Top of The data

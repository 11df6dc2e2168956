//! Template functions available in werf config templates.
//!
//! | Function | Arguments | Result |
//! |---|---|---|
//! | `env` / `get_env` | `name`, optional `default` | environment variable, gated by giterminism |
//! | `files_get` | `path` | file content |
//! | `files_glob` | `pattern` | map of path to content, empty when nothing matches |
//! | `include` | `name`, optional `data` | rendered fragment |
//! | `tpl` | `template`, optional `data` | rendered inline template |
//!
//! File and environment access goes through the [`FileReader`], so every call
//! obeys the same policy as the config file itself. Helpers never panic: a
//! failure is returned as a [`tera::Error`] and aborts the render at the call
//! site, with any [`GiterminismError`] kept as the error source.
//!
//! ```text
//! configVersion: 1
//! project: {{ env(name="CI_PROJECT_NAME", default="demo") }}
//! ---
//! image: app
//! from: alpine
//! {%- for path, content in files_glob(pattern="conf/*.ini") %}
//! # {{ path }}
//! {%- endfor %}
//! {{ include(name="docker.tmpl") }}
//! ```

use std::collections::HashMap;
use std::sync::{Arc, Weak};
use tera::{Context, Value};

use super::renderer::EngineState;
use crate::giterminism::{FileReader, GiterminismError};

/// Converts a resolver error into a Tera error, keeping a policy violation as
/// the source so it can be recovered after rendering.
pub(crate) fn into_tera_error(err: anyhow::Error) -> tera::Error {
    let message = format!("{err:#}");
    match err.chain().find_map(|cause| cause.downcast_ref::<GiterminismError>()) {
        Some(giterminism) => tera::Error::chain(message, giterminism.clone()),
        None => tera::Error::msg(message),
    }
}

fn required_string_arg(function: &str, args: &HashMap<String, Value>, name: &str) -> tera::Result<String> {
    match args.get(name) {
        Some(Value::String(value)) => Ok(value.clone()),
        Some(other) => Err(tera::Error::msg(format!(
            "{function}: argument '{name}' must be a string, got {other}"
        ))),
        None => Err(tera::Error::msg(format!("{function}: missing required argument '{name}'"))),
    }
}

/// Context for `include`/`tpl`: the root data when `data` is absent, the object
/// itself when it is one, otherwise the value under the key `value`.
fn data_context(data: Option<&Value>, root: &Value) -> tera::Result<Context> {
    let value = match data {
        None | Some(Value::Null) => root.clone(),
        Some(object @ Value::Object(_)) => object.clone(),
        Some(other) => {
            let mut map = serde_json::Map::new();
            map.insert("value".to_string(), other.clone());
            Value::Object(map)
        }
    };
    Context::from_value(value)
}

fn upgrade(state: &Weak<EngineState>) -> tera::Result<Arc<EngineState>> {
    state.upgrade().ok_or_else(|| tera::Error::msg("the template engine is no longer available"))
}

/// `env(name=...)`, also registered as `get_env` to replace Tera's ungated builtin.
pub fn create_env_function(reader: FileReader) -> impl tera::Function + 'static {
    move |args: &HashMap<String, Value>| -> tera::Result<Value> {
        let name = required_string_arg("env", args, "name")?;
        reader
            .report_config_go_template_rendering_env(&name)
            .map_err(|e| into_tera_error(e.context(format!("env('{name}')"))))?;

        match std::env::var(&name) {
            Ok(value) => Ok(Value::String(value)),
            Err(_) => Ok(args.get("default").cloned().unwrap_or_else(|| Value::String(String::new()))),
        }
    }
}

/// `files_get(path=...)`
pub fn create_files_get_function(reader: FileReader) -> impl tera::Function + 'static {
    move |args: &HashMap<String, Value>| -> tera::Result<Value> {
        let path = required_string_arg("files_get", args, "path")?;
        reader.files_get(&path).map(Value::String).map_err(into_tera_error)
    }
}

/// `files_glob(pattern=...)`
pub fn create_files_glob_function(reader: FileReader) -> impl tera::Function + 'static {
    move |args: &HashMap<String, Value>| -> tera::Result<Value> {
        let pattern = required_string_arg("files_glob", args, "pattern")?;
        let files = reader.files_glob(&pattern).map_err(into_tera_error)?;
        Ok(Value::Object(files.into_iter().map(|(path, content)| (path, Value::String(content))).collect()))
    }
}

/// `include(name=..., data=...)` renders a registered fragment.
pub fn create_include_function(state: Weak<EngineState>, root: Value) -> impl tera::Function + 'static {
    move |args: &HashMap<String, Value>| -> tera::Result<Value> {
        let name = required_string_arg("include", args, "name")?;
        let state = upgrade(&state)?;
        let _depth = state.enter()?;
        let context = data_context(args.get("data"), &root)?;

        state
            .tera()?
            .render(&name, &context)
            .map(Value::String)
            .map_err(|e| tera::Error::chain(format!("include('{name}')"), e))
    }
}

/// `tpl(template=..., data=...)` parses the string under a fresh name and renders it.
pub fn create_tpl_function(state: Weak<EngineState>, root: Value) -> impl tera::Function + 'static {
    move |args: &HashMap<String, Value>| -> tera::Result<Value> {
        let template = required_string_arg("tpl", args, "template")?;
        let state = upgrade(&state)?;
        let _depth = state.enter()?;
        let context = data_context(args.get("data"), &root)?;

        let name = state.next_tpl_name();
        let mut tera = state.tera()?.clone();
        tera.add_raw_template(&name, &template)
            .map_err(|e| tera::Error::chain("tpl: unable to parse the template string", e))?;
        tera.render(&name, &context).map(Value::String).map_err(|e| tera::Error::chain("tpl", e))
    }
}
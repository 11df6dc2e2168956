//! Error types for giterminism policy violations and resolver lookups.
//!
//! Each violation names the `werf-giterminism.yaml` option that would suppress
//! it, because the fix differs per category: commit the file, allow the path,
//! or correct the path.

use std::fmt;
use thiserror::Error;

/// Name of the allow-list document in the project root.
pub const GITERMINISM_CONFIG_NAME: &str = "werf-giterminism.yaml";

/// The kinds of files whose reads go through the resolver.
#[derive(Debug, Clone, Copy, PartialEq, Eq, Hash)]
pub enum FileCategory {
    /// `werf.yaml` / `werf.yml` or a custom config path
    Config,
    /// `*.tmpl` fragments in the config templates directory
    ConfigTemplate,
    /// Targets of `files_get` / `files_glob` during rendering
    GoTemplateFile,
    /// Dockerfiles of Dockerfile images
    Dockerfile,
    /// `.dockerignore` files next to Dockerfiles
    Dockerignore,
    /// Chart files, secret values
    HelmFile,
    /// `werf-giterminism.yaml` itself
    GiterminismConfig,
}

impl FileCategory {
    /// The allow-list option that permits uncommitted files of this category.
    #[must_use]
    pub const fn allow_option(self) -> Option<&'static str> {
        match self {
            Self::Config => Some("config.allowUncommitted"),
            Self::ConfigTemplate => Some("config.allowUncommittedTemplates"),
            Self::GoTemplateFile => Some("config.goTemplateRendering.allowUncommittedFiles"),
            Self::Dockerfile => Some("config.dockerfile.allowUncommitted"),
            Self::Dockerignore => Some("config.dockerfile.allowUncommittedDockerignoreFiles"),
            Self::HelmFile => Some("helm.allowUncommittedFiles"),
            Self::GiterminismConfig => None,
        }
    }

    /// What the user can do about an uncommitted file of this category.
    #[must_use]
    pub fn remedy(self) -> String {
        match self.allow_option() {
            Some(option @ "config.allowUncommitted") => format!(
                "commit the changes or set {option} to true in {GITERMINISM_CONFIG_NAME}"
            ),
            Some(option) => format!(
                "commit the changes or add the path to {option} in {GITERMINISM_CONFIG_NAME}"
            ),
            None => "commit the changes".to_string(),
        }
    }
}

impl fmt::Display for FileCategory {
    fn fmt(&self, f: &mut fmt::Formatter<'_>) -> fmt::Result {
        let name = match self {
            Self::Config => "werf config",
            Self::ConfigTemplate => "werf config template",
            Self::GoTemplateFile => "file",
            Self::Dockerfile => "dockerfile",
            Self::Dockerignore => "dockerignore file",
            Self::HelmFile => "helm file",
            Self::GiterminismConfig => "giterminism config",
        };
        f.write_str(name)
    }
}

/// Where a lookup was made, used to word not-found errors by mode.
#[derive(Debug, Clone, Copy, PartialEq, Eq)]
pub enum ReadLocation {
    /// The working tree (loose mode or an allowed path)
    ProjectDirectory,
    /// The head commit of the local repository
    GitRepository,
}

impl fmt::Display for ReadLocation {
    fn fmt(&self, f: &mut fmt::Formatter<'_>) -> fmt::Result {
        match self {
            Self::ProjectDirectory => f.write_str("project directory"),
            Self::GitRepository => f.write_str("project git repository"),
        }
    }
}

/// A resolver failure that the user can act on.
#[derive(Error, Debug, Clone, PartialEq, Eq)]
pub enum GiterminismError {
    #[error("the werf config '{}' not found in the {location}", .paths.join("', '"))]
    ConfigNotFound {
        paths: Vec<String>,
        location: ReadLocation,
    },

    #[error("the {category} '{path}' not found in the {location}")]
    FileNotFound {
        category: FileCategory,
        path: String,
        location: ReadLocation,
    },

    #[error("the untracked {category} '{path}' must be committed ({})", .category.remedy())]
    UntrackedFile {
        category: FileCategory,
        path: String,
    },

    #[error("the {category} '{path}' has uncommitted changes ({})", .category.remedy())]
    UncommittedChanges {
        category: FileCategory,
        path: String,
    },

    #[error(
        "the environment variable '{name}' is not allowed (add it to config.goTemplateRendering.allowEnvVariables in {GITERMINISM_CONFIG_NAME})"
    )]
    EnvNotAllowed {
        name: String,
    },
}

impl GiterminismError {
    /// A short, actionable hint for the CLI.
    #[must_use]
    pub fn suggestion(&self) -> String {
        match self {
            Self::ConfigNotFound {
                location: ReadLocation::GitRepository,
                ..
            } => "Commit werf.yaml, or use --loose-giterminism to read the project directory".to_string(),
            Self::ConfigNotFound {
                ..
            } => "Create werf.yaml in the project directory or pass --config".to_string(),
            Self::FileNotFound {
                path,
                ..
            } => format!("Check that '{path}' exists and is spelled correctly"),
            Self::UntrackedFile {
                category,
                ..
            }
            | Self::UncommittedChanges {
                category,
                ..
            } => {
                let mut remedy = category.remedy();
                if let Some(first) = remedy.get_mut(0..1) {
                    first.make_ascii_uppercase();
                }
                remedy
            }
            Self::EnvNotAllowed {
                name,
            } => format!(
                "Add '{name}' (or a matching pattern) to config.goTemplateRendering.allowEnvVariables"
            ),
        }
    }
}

Bottom of The data

Problem description
Where a line of the data contains "itself", include it in the tally, and answer with the tally alone.

Answer section
3